● Problem statement: Your answer should be every line from the records that contains "AppError".

Dataset entries
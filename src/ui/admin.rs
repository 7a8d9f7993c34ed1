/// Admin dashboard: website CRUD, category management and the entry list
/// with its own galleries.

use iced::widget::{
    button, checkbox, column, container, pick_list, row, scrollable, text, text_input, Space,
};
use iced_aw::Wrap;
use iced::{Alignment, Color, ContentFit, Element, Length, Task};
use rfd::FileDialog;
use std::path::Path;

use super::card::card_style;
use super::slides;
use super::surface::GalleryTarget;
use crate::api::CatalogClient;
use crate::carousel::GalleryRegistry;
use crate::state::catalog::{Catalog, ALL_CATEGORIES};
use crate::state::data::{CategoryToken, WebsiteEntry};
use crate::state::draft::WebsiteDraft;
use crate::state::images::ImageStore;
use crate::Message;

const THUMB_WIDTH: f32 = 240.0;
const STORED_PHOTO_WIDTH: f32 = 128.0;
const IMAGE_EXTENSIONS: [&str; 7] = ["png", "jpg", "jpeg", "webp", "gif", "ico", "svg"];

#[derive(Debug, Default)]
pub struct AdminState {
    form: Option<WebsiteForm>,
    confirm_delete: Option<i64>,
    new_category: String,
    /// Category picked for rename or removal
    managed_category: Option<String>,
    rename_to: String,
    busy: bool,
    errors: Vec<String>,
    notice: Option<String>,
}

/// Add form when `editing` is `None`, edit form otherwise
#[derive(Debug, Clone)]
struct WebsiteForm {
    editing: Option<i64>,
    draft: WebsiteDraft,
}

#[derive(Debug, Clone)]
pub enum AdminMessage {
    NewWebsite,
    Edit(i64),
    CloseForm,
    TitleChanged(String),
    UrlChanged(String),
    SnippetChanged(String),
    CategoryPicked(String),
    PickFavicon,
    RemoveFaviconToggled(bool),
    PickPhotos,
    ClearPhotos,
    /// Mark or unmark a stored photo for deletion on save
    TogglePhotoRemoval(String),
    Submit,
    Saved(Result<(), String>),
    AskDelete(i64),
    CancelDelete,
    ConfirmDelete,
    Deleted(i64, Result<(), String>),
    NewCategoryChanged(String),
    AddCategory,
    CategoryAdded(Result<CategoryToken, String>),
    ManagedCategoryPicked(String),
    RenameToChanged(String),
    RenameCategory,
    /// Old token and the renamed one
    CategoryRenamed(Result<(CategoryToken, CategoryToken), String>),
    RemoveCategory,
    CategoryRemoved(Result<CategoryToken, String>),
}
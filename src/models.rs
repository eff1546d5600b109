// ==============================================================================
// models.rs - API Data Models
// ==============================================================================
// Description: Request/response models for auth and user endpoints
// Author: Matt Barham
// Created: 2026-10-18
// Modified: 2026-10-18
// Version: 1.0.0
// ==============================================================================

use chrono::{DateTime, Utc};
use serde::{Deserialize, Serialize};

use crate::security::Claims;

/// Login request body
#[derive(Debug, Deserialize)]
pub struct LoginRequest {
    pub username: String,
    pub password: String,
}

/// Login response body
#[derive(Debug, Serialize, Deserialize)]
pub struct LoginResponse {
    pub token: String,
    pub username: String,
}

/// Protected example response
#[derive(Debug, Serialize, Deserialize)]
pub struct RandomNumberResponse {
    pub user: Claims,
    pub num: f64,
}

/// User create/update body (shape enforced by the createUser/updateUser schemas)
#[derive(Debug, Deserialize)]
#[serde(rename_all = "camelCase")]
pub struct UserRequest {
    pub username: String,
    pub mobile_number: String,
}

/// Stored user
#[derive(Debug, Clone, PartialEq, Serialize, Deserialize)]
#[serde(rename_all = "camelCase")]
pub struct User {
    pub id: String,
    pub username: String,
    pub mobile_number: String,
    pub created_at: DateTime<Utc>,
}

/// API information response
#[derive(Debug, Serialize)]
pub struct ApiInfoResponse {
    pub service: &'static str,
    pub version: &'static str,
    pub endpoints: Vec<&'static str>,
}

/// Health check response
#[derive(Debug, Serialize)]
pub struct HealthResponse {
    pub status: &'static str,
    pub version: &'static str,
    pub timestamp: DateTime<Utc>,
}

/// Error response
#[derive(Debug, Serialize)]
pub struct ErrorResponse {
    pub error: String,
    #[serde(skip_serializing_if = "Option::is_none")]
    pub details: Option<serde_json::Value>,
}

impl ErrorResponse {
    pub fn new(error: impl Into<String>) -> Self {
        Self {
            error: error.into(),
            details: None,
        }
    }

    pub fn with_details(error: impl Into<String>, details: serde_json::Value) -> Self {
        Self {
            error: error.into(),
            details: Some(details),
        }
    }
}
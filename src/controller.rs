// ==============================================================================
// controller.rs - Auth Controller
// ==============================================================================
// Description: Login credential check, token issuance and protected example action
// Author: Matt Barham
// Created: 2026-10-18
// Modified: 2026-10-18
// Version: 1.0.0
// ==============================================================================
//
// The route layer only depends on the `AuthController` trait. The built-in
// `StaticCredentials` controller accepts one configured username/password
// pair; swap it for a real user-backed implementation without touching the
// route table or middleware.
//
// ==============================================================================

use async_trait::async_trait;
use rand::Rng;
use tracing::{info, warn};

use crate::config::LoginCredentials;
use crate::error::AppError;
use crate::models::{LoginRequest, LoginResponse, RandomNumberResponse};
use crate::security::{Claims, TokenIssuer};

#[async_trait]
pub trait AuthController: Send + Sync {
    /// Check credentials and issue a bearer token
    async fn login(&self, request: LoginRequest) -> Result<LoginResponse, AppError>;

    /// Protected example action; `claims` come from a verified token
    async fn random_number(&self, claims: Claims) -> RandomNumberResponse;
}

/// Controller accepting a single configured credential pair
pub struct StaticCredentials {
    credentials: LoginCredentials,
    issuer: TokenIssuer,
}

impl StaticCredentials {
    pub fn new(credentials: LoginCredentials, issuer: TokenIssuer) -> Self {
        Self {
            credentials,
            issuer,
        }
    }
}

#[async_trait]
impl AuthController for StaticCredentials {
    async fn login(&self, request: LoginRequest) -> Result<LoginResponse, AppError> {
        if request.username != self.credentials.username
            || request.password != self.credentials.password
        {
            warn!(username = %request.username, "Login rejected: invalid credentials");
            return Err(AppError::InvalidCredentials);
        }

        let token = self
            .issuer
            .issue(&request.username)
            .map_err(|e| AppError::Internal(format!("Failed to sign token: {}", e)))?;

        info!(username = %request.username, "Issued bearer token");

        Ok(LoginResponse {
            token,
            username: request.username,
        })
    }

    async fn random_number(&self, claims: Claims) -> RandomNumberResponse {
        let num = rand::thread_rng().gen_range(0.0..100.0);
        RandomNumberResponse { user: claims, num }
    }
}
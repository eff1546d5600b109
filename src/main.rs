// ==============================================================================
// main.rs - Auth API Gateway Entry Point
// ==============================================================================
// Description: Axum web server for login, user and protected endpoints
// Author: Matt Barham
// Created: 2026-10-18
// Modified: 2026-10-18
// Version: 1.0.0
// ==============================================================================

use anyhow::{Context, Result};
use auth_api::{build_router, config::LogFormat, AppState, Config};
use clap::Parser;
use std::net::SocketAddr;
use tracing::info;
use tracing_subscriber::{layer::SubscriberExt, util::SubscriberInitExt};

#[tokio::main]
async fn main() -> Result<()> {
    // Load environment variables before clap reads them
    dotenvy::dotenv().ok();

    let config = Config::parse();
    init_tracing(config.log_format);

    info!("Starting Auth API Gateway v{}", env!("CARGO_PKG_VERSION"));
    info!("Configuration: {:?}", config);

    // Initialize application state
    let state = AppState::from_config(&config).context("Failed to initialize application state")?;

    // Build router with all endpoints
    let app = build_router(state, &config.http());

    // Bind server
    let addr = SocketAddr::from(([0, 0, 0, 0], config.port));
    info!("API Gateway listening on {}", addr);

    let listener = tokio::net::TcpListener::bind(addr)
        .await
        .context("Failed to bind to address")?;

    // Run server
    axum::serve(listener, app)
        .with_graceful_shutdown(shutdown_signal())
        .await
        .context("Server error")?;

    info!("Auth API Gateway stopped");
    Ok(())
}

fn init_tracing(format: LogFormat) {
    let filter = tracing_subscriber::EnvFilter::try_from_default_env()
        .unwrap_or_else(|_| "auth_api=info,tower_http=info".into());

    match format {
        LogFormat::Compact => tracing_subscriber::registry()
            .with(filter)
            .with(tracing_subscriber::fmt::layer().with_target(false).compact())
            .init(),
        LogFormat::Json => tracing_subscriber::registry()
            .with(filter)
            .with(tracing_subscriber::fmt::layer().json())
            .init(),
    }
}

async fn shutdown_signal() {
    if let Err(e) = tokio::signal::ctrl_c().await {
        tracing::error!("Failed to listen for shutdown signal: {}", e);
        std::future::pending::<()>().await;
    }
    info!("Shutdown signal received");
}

● Answer for this exercise:
use crate::error::AppError;
    async fn login(&self, request: LoginRequest) -> Result<LoginResponse, AppError>;
    async fn login(&self, request: LoginRequest) -> Result<LoginResponse, AppError> {
            return Err(AppError::InvalidCredentials);
            .map_err(|e| AppError::Internal(format!("Failed to sign token: {}", e)))?;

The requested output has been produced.